It was believed that gardens had been buried by modernity under the triumph of green spaces limiting the organic to functional areas. Yet, they remain a source of fertile inspiration all along the 20th century and continue to deeply appeal to many artists. The garden captivates, not only for its nourishing, curative and ornamental virtues but also for its subversion. Beyond the enclosed and organised space, the garden of this exhibition is a harbour for blurred, licentious and undisciplined private passions. A place of resistance and dissidence, of the most exquisite refinement as of the most wild exuberance, it becomes a biological, ethical and political laboratory. Backward intellectual currents such as Mannerism, the Decadent movement or Surrealism invade this space, opened to the incongruous and the irregular. Mostly contemporary, the works gather together for this exhibition draw the outlines of an obscure, chaotic and unpredictable experimental garden.
This exhibition in the Centre Pompidou-Metz depicts nature in the perspective of a metaphorical spring. Germination, blossoming and degeneration suggest the cycles of Earth, where the winter stop is the promise for future revolutions. Many artists venerate this vital momentum. Around 1912, in his essay about Creation in the Plastic Arts, František Kupka who is fascinated by the sexual reproduction of flowers, worships “a real pollen festival in the gynoecium bathed in sunlight” and translates theses celebrations in the organic impulse of Cosmic Spring (1913-14). Fertile ground of forms, the garden inspires artists with morphologies and fantastic metamorphoses revealing the intelligence of a nonhuman world. The explorations of the Earth lead to the ends of the known nature towards unspoiled territories that become new reserves of forms and motifs. Thus, fantasising the exotic nature, Dominique Gonzalez-Foerster creates a tropical diorama, a proliferating garden-library in line with a series of installations inspired from illusionist’s devices of the 19th century.

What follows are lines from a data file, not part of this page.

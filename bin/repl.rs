use std::io::Write;

use clap::{App, Arg, ArgMatches};
use slog::{o, Discard, Drain, Logger};
use slog_term::{FullFormat, TermDecorator};

use armlet::{
    error::{CompileError, RuntimeError},
    machine::Machine,
};

#[derive(Debug)]
enum Error {
    Compile(CompileError),
    Runtime(RuntimeError),
}

impl std::fmt::Display for Error {
    fn fmt(&self, f: &mut std::fmt::Formatter) -> std::fmt::Result {
        match self {
            Error::Compile(e) => write!(f, "compile error: {}", e),
            Error::Runtime(e) => write!(f, "runtime error: {}", e),
        }
    }
}

impl From<CompileError> for Error {
    fn from(e: CompileError) -> Error {
        Error::Compile(e)
    }
}

impl From<RuntimeError> for Error {
    fn from(e: RuntimeError) -> Error {
        Error::Runtime(e)
    }
}

struct Repl {
    machine: Machine,

    /// The program as entered so far, one entry per line.
    source: Vec<String>,
    logger: Logger,
}

impl Repl {
    fn new() -> Repl {
        Repl {
            machine: Machine::new(),
            source: Vec::new(),
            logger: Logger::root(Discard, o!()),
        }
    }

    fn set_logger(&mut self, logger: Logger) {
        self.logger = logger.clone();
        self.machine.set_logger(logger);
    }

    fn run(&mut self) {
        println!("Type .help for a list of all available commands or start typing instructions");

        loop {
            print!("{}> ", self.machine.counter);
            let _ = std::io::stdout().flush();

            let mut input = String::new();

            match std::io::stdin().read_line(&mut input) {
                Ok(0) | Err(_) => break,
                Ok(_) => (),
            }

            match self.handle_line(input.trim_end_matches('\n')) {
                Ok(()) => (),
                Err(err) => eprintln!("Error: {}", err),
            }
        }
    }

    fn handle_line(&mut self, input: &str) -> Result<(), Error> {
        if input.starts_with('.') {
            self.handle_command(&input[1..]);
            return Ok(());
        }

        self.source.push(input.to_string());

        let source = self.source.join("\n");

        if let Err(error) = self.machine.compile(&source) {
            self.source.pop();
            return Err(error.into());
        }

        self.machine.run()?;

        Ok(())
    }

    fn handle_command(&mut self, command: &str) {
        let mut parts = command.split(char::is_whitespace);
        let cmd = parts.next().unwrap_or("");
        let args: Vec<&str> = parts.filter(|part| !part.is_empty()).collect();

        match (cmd, args.as_slice()) {
            ("help", _) => {
                println!("Available commands:");
                println!("  .stack            Print the data stack, top last");
                println!("  .memory           Print the rendered memory");
                println!("  .flag             Print the comparison flag");
                println!("  .step [n]         Execute n steps (default 1)");
                println!("  .run              Run until the machine halts");
                println!("  .reset            Rewind the counter, stacks and flag");
            }
            ("stack", _) => {
                for value in &self.machine.stack {
                    println!("{}", value.render());
                }
            }
            ("memory", _) => println!("{}", self.machine.render()),
            ("flag", _) => println!("{:?}", self.machine.flag),
            ("step", args) => {
                let count = args
                    .first()
                    .and_then(|arg| arg.parse().ok())
                    .unwrap_or(1);

                for _ in 0..count {
                    if let Err(error) = self.machine.step() {
                        eprintln!("Error: runtime error: {}", error);
                        break;
                    }
                }
            }
            ("run", _) => {
                if let Err(error) = self.machine.run() {
                    eprintln!("Error: runtime error: {}", error);
                }
            }
            ("reset", _) => self.machine.reset(),
            _ => (),
        }
    }
}

fn parse_args() -> ArgMatches<'static> {
    App::new("armletrepl")
        .version(env!("CARGO_PKG_VERSION"))
        .author("Mitja Karhusaari <mitja@karhusaari.me>")
        .about("Read-Evaluate-Print-Loop utility for armlet")
        .arg(
            Arg::with_name("verbose")
                .help("Enables verbose logging")
                .long("verbose")
                .short("v"),
        )
        .get_matches()
}

fn main() {
    let args = parse_args();

    let mut repl = Repl::new();

    if args.is_present("verbose") {
        let decorator = TermDecorator::new().build();
        let drain = FullFormat::new(decorator).build().fuse();
        let drain = slog_async::Async::new(drain).build().fuse();
        repl.set_logger(Logger::root(drain, o!()));
    }

    repl.run();
}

The Brazilian Ernesto Neto takes the Forum of the Centre Pompidou-Metz with a monumental sculpture, Leviathan-Main-Toth (2005), whose membranes take the shape of a biological landscape on a building scale.
The garden is also the place of genetic bifurcation which alters determinisms in favour of evolution. While he immortalises in his glass framed herbarium a cherished flora, Émile Gallé takes interest for the anomalies – Are the Orchids wonders or monstrosities? At the same time, Claude Monet creates hybrids and gets plants from all over the world, triggering the ire of the local farmers who fear poisoning by these foreign flowers. A century later, Pierre Huyghe creates “condensates of Giverny” in climate-programmed aquariums. If acclimation awakes the naturalists’ curiosity, it also serves the interest of a “botanic of power”, working on the colonisation then the eradication of “green pests”. Yto Barrada, Thu Van Tran and Simon Starling study the problematic of coexistence between “native” and “neophyte” plant species. Beyond the exoticism, the tropical and biomorphic alternatives of Roberto Burle-Marx or Lina Bo Bardi in Latin America and in Brazil revivify the functionalism of the European modernity.
At a time of intense intermixing, melting pot and migration phenomena which constantly reconfigure the biodiversity, the original fence of the garden, being material or conceptual, needs to be revaluated. The exhibition takes the garden out of itself, going beyond the dialectic on which Michel Foucault had articulated during his conference “Of Other Spaces” in 1967, his heterotypic definition of the garden as “the smallest parcel of the world” and as the “totality of the world.” During the symposium Rethinking boundaries: architecture through space, time and disciplines, organised at the INHA (National Institute for Art History) in 2005, the garden historians Monique Mosser and Hervé Brunon postulate that “it is now necessary to think the enclosure as an open, material and living system at the same time.” Henceforth, the abolition of borders opens on an incessant quest, started as early as in the 16th century with the Dream of Poliphilus, where the garden, ideal place for research and initiation, opens on an infinity of gardens.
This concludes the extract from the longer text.